Here is the original introduction you would have got….but since I hadn’t finished the original newsletter, you may notice a slight change in tone halfway through. And this is also why the newsletter is late. 🤷‍♀️

Roll up, roll up, GFPs, it’s NEWSLETTER TIME!
THIS WEEK, we discover an unlikely ally in the shape of Winston Churchill! After the House of Commons was bombed out in 1941, there was a discussion over how to rebuild the space: should they adopt a circle or horseshoe design, or stick with the original rectangular space??

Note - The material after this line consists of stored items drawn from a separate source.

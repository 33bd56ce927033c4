//! Finance calculations
//!
//! Pure, stateless computations behind the MCP tools: interest, expense
//! categorization, savings projection and budget planning.

pub mod budget;
pub mod expenses;
pub mod interest;
pub mod rules;
pub mod savings;
pub mod utils;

Anyway, Churchill was with the rectangles, arguing that this design was key to the British two-party system, which must be preserved: “We shape our buildings; thereafter they shape us,” he said. No argument there, Winston. GFPs may, of course, have differing opinions over whether our adversarial two-party system is, in fact, the pinnacle of modern democracy Churchill seemed to think it.
Gender Data Gap of the week
Education Policy Institute
How has Covid-19 affected the #EarlyYears?

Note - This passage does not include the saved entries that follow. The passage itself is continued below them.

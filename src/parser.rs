//! Recursive-descent parser producing the program AST.
//!
//! Statements are dispatched on up to three tokens of lookahead, mirroring
//! the scanner's keyword set; expressions descend through a single
//! precedence-climbing routine so associativity and binding strength live
//! in one place. The parser never recovers – the first error is returned
//! and compilation stops.

use tracing::debug;

use crate::error::{
  CompileResult, ExpectedCloseCurlySnafu, ExpectedCloseParenthesisSnafu, ExpectedEndOfLineSnafu,
  ExpectedExpressionSnafu, ExpectedIntegerLiteralSnafu, ExpectedOpenCurlySnafu,
  ExpectedOpenParenthesisSnafu, ExpectedScopeSnafu, InvalidProgramSnafu, Location,
  UnknownOperatorSnafu,
};
use crate::tokenizer::{Token, TokenType};

/// Binary operators recognised by the language.
#[derive(Debug, Clone, Copy, PartialEq, Eq)]
pub enum BinOp {
  Add,
  Sub,
  Mul,
  Div,
}

impl BinOp {
  /// Binding strength for precedence climbing; higher binds tighter. Tokens
  /// without an entry cannot continue an expression.
  pub fn precedence(ty: TokenType) -> Option<u8> {
    match ty {
      TokenType::Plus | TokenType::Minus => Some(1),
      TokenType::Star | TokenType::ForwardSlash => Some(2),
      _ => None,
    }
  }

  fn from_token(token: &Token) -> CompileResult<Self> {
    match token.ty {
      TokenType::Plus => Ok(BinOp::Add),
      TokenType::Minus => Ok(BinOp::Sub),
      TokenType::Star => Ok(BinOp::Mul),
      TokenType::ForwardSlash => Ok(BinOp::Div),
      _ => UnknownOperatorSnafu {
        location: token.location(),
      }
      .fail(),
    }
  }
}

/// Leaf of the expression grammar.
#[derive(Debug, Clone, PartialEq)]
pub enum Term {
  IntLit(Token),
  Ident(Token),
  Paren(Box<Expr>),
}

#[derive(Debug, Clone, PartialEq)]
pub enum Expr {
  Term(Term),
  Binary {
    op: BinOp,
    left: Box<Expr>,
    right: Box<Expr>,
  },
}

/// Body of a `print` statement: a single expression or a string literal.
#[derive(Debug, Clone, PartialEq)]
pub enum PrintArg {
  Expr(Expr),
  String(Token),
}

/// Brace-delimited statement list.
#[derive(Debug, Clone, PartialEq)]
pub struct Scope {
  pub stmts: Vec<Stmt>,
}

/// One `cond { ... }` arm of an if-chain.
#[derive(Debug, Clone, PartialEq)]
pub struct IfBranch {
  pub cond: Expr,
  pub scope: Scope,
}

#[derive(Debug, Clone, PartialEq)]
pub enum Stmt {
  Exit(Expr),
  Print(PrintArg),
  Let {
    ident: Token,
    expr: Expr,
    is_mutable: bool,
  },
  Assign {
    ident: Token,
    expr: Expr,
  },
  Scope(Scope),
  If {
    branch: IfBranch,
    elifs: Vec<IfBranch>,
    else_scope: Option<Scope>,
  },
}

#[derive(Debug, Clone, PartialEq)]
pub struct Prog {
  pub stmts: Vec<Stmt>,
}

/// Parse the token stream into a program.
pub fn parse(tokens: Vec<Token>) -> CompileResult<Prog> {
  let mut parser = Parser::new(tokens);
  let mut stmts = Vec::new();
  while parser.peek(0).is_some() {
    stmts.push(parser.parse_stmt()?);
  }

  debug!(statements = stmts.len(), "parsing complete");
  Ok(Prog { stmts })
}

/// Lightweight cursor over the token vector.
struct Parser {
  tokens: Vec<Token>,
  index: usize,
}

impl Parser {
  fn new(tokens: Vec<Token>) -> Self {
    Self { tokens, index: 0 }
  }

  // ----- Statement parsing -----

  /// Dispatch on the next statement. Arms are tried in order and guard on
  /// lookahead only, so a head that matches no arm falls through to a single
  /// `InvalidProgram` diagnostic.
  fn parse_stmt(&mut self) -> CompileResult<Stmt> {
    // exit ( expr ) ;
    if self.peek_is(0, TokenType::Exit) && self.peek_is(1, TokenType::OpenParen) {
      self.consume();
      self.consume();
      let Some(expr) = self.parse_expr(0)? else {
        return ExpectedIntegerLiteralSnafu {
          location: self.location(),
        }
        .fail();
      };
      self.expect_close_paren()?;
      self.expect_end_of_line()?;
      return Ok(Stmt::Exit(expr));
    }

    // print ( expr | string ) ;
    if self.peek_is(0, TokenType::Print) && self.peek_is(1, TokenType::OpenParen) {
      self.consume();
      self.consume();
      let arg = if let Some(string) = self.try_consume(TokenType::StringLit) {
        PrintArg::String(string)
      } else {
        let Some(expr) = self.parse_expr(0)? else {
          return ExpectedExpressionSnafu {
            location: self.location(),
          }
          .fail();
        };
        PrintArg::Expr(expr)
      };
      self.expect_close_paren()?;
      self.expect_end_of_line()?;
      return Ok(Stmt::Print(arg));
    }

    // let [mut] ident = expr ;
    if self.peek_is(0, TokenType::Let) && self.let_shape_ahead() {
      self.consume();
      let is_mutable = self.try_consume(TokenType::Mut).is_some();
      let Some(ident) = self.try_consume(TokenType::Ident) else {
        return InvalidProgramSnafu {
          location: self.location(),
        }
        .fail();
      };
      self.consume(); // `=`, guaranteed by the lookahead guard
      let Some(expr) = self.parse_expr(0)? else {
        return ExpectedExpressionSnafu {
          location: self.location(),
        }
        .fail();
      };
      self.expect_end_of_line()?;
      return Ok(Stmt::Let {
        ident,
        expr,
        is_mutable,
      });
    }

    // ident = expr ;
    if self.peek_is(0, TokenType::Ident) && self.peek_is(1, TokenType::Eq) {
      let Some(ident) = self.try_consume(TokenType::Ident) else {
        return InvalidProgramSnafu {
          location: self.location(),
        }
        .fail();
      };
      self.consume(); // `=`
      let Some(expr) = self.parse_expr(0)? else {
        return ExpectedExpressionSnafu {
          location: self.location(),
        }
        .fail();
      };
      self.expect_end_of_line()?;
      return Ok(Stmt::Assign { ident, expr });
    }

    // { ... }
    if self.peek_is(0, TokenType::OpenCurly) {
      return Ok(Stmt::Scope(self.parse_scope()?));
    }

    // if ( expr ) { ... } elif ... else ...
    if self.peek_is(0, TokenType::If) && self.peek_is(1, TokenType::OpenParen) {
      return self.parse_if();
    }

    InvalidProgramSnafu {
      location: self.location(),
    }
    .fail()
  }

  /// `let` may be followed by `mut ident =` or directly by `ident =`.
  fn let_shape_ahead(&self) -> bool {
    if self.peek_is(1, TokenType::Mut) {
      self.peek_is(2, TokenType::Ident) && self.peek_is(3, TokenType::Eq)
    } else {
      self.peek_is(1, TokenType::Ident) && self.peek_is(2, TokenType::Eq)
    }
  }

  fn parse_scope(&mut self) -> CompileResult<Scope> {
    if self.try_consume(TokenType::OpenCurly).is_none() {
      return ExpectedOpenCurlySnafu {
        location: self.location(),
      }
      .fail();
    }

    let mut stmts = Vec::new();
    while let Some(token) = self.peek(0) {
      if token.ty == TokenType::CloseCurly {
        break;
      }
      stmts.push(self.parse_stmt()?);
    }

    if self.try_consume(TokenType::CloseCurly).is_none() {
      return ExpectedCloseCurlySnafu {
        location: self.location(),
      }
      .fail();
    }
    Ok(Scope { stmts })
  }

  fn parse_if(&mut self) -> CompileResult<Stmt> {
    self.consume(); // `if`
    self.consume(); // `(`, guaranteed by the dispatch guard
    let branch = self.parse_branch()?;

    let mut elifs = Vec::new();
    while self.try_consume(TokenType::Elif).is_some() {
      if self.try_consume(TokenType::OpenParen).is_none() {
        return ExpectedOpenParenthesisSnafu {
          location: self.location(),
        }
        .fail();
      }
      elifs.push(self.parse_branch()?);
    }

    let else_scope = if self.try_consume(TokenType::Else).is_some() {
      if !self.peek_is(0, TokenType::OpenCurly) {
        return ExpectedScopeSnafu {
          location: self.location(),
        }
        .fail();
      }
      Some(self.parse_scope()?)
    } else {
      None
    };

    Ok(Stmt::If {
      branch,
      elifs,
      else_scope,
    })
  }

  /// Parse `cond ) { ... }`, shared by `if` and `elif`; the opening
  /// parenthesis has already been consumed.
  fn parse_branch(&mut self) -> CompileResult<IfBranch> {
    let Some(cond) = self.parse_expr(0)? else {
      return ExpectedExpressionSnafu {
        location: self.location(),
      }
      .fail();
    };
    self.expect_close_paren()?;
    if !self.peek_is(0, TokenType::OpenCurly) {
      return ExpectedScopeSnafu {
        location: self.location(),
      }
      .fail();
    }
    let scope = self.parse_scope()?;
    Ok(IfBranch { cond, scope })
  }

  // ----- Expression parsing -----

  /// Precedence climbing: fold operators of at least `min_prec` into the
  /// left-hand side. The `prec + 1` on the recursive call makes every
  /// operator left-associative.
  fn parse_expr(&mut self, min_prec: u8) -> CompileResult<Option<Expr>> {
    let Some(term) = self.parse_term()? else {
      return Ok(None);
    };
    let mut lhs = Expr::Term(term);

    loop {
      let Some(prec) = self.peek(0).and_then(|t| BinOp::precedence(t.ty)) else {
        break;
      };
      if prec < min_prec {
        break;
      }
      let Some(op_token) = self.consume() else {
        break;
      };
      let op = BinOp::from_token(&op_token)?;

      let Some(rhs) = self.parse_expr(prec + 1)? else {
        return ExpectedExpressionSnafu {
          location: self.location(),
        }
        .fail();
      };
      lhs = Expr::Binary {
        op,
        left: Box::new(lhs),
        right: Box::new(rhs),
      };
    }

    Ok(Some(lhs))
  }

  /// A term is an integer literal, an identifier or a parenthesised
  /// expression. Returns `None` when the next token cannot start one, so
  /// callers choose the diagnostic.
  fn parse_term(&mut self) -> CompileResult<Option<Term>> {
    if let Some(int_lit) = self.try_consume(TokenType::IntLit) {
      return Ok(Some(Term::IntLit(int_lit)));
    }
    if let Some(ident) = self.try_consume(TokenType::Ident) {
      return Ok(Some(Term::Ident(ident)));
    }
    if self.try_consume(TokenType::OpenParen).is_some() {
      let Some(inner) = self.parse_expr(0)? else {
        return ExpectedExpressionSnafu {
          location: self.location(),
        }
        .fail();
      };
      self.expect_close_paren()?;
      return Ok(Some(Term::Paren(Box::new(inner))));
    }
    Ok(None)
  }

  // ----- Cursor helpers -----

  fn peek(&self, offset: usize) -> Option<&Token> {
    self.tokens.get(self.index + offset)
  }

  fn peek_is(&self, offset: usize, ty: TokenType) -> bool {
    self.peek(offset).is_some_and(|token| token.ty == ty)
  }

  fn consume(&mut self) -> Option<Token> {
    let token = self.tokens.get(self.index).cloned();
    if token.is_some() {
      self.index += 1;
    }
    token
  }

  /// Consume the current token only when it has the expected type.
  fn try_consume(&mut self, ty: TokenType) -> Option<Token> {
    if self.peek_is(0, ty) { self.consume() } else { None }
  }

  fn expect_close_paren(&mut self) -> CompileResult<()> {
    if self.try_consume(TokenType::CloseParen).is_none() {
      return ExpectedCloseParenthesisSnafu {
        location: self.location(),
      }
      .fail();
    }
    Ok(())
  }

  fn expect_end_of_line(&mut self) -> CompileResult<()> {
    if self.try_consume(TokenType::EndOfLine).is_none() {
      return ExpectedEndOfLineSnafu {
        location: self.location(),
      }
      .fail();
    }
    Ok(())
  }

  /// Position of the current token, falling back to the last token at end
  /// of input so diagnostics still point somewhere useful.
  fn location(&self) -> Location {
    self
      .peek(0)
      .or_else(|| self.tokens.last())
      .map(Token::location)
      .unwrap_or_default()
  }
}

Our new findings show 4% of staff have been made redundant, while 7% voluntarily left their jobs.

Settings now employ 9% fewer staff than in March.

Further redundancies are likely, given financial difficulties:
OK let’s just run through some facts here shall we?

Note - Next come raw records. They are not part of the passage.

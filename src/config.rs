//! Compile-time limits and paths read by the rest of the pipeline.

/// Longest string literal the scanner accepts, in bytes.
pub const MAX_STRING_SIZE: usize = 1024;

/// Size of the generated program's stdout staging buffer, in bytes. Must
/// exceed `MAX_STRING_SIZE` plus the emitted terminator so a freshly flushed
/// buffer always has room for a full literal.
pub const PRINT_BUFFER_SIZE: usize = 4096;

/// Where the driver writes the generated assembly.
pub const OUTPUT_PATH: &str = "_test/test.asm";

Women make up 98% of the early years workforce
Women are almost twice as likely to have lost their jobs or had their hours reduced than men
Women are also shouldering the brunt of the transfer of childcare from schools and nurseries to parents
So does it seem likely that these job-losses are the gender neutral (or even, given the stick figures, the default male) represented by the image?
I also can’t help but notice the losses are concentrated at the lower end of the pay scale and I can’t help wondering where exactly in the pay scale it is likely that the 2% of men lies…I couldn’t find data on that though, naturally.
In conclusion: Sex. Disaggregate. Your. Data. I feel like I may have mentioned this before.
Default Male of the week
Loyal readers will remember that in Invisible Women I had a little section on car design. You see, because we have still never yet designed an average female car crash test dummy, and because we still conduct the majority of car crash safety tests using a car crash test dummy based around the anthropometric measurements of the average American male in the 1980s, women are 47% more likely to be seriously injured and 17% more likely to die if they get into a car crash than a man.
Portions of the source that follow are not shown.